_Task_
What lines in the data hold the string "Some"? Show them.

(Dataset entries Opens)

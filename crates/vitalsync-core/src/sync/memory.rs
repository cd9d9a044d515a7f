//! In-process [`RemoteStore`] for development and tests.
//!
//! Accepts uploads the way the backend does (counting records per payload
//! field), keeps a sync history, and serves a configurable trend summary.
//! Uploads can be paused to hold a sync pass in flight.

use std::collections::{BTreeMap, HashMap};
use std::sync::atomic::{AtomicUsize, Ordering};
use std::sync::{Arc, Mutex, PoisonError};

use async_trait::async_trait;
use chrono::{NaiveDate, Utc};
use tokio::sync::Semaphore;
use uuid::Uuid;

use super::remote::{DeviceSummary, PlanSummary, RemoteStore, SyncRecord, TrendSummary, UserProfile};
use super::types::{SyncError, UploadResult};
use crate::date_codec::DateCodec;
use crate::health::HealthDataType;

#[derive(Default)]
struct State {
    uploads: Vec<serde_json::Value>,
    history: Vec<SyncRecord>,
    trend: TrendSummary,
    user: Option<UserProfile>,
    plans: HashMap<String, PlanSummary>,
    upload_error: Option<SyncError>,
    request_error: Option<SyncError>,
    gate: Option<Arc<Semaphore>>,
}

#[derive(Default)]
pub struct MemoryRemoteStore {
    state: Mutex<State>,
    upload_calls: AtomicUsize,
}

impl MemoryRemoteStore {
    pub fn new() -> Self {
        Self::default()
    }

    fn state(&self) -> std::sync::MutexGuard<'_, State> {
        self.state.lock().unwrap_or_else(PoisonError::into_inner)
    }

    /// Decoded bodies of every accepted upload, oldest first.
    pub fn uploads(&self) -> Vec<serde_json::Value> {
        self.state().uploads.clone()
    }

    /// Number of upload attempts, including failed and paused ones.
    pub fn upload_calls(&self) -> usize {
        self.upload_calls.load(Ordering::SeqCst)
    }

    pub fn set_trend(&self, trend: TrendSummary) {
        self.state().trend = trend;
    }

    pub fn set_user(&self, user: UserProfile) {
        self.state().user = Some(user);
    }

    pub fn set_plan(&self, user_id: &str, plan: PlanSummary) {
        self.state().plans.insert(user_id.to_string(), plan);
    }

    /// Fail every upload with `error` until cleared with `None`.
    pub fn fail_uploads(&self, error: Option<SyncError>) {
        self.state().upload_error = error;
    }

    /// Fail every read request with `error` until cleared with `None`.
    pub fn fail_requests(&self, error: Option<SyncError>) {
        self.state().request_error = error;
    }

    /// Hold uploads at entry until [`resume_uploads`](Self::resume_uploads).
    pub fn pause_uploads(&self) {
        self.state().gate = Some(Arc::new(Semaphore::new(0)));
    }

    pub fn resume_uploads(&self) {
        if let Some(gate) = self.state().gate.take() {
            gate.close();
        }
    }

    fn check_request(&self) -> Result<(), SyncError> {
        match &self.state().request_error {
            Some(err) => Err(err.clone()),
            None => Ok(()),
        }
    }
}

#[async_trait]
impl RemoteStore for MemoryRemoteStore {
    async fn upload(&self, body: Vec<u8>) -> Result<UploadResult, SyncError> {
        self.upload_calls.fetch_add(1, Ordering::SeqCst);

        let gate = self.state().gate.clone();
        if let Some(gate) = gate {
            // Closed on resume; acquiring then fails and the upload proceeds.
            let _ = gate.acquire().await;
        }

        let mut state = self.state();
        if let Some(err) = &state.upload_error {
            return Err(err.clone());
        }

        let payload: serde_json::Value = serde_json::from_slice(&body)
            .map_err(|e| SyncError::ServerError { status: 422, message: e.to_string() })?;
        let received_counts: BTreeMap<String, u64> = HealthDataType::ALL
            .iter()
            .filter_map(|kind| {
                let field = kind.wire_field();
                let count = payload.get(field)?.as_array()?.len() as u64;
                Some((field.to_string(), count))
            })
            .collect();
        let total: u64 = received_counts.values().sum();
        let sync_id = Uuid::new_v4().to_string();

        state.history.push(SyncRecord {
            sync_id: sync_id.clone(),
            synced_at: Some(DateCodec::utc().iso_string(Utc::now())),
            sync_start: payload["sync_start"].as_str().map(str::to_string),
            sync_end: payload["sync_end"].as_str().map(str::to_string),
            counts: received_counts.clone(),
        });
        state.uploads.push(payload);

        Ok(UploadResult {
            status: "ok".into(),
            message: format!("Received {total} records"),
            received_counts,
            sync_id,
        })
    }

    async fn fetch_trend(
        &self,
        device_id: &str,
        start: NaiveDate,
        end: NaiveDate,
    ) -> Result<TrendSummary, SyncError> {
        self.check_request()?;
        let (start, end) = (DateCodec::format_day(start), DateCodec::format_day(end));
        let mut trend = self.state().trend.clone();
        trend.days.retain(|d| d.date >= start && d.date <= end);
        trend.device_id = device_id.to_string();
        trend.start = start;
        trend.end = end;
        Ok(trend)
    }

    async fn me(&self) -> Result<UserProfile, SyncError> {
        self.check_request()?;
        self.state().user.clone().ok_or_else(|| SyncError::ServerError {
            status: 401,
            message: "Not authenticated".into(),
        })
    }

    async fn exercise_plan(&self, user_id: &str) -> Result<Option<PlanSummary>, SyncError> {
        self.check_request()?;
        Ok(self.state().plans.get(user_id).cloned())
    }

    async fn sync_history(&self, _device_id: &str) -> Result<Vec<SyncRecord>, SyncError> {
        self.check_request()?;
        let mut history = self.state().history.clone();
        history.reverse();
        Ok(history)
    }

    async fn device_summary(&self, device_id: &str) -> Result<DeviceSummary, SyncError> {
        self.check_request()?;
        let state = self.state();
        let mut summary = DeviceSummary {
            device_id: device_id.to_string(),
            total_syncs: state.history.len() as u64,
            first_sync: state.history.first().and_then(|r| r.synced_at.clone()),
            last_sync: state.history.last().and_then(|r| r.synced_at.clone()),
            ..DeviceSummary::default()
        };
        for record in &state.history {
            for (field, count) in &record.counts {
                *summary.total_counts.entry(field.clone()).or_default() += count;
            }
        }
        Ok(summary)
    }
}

(Dataset entries Closes)

_Answer_
        self.state().user = Some(user);
        self.state().gate = Some(Arc::new(Semaphore::new(0)));
        if let Some(gate) = self.state().gate.take() {
            Some(err) => Err(err.clone()),
        if let Some(gate) = gate {
        if let Some(err) = &state.upload_error {
                Some((field.to_string(), count))
            synced_at: Some(DateCodec::utc().iso_string(Utc::now())),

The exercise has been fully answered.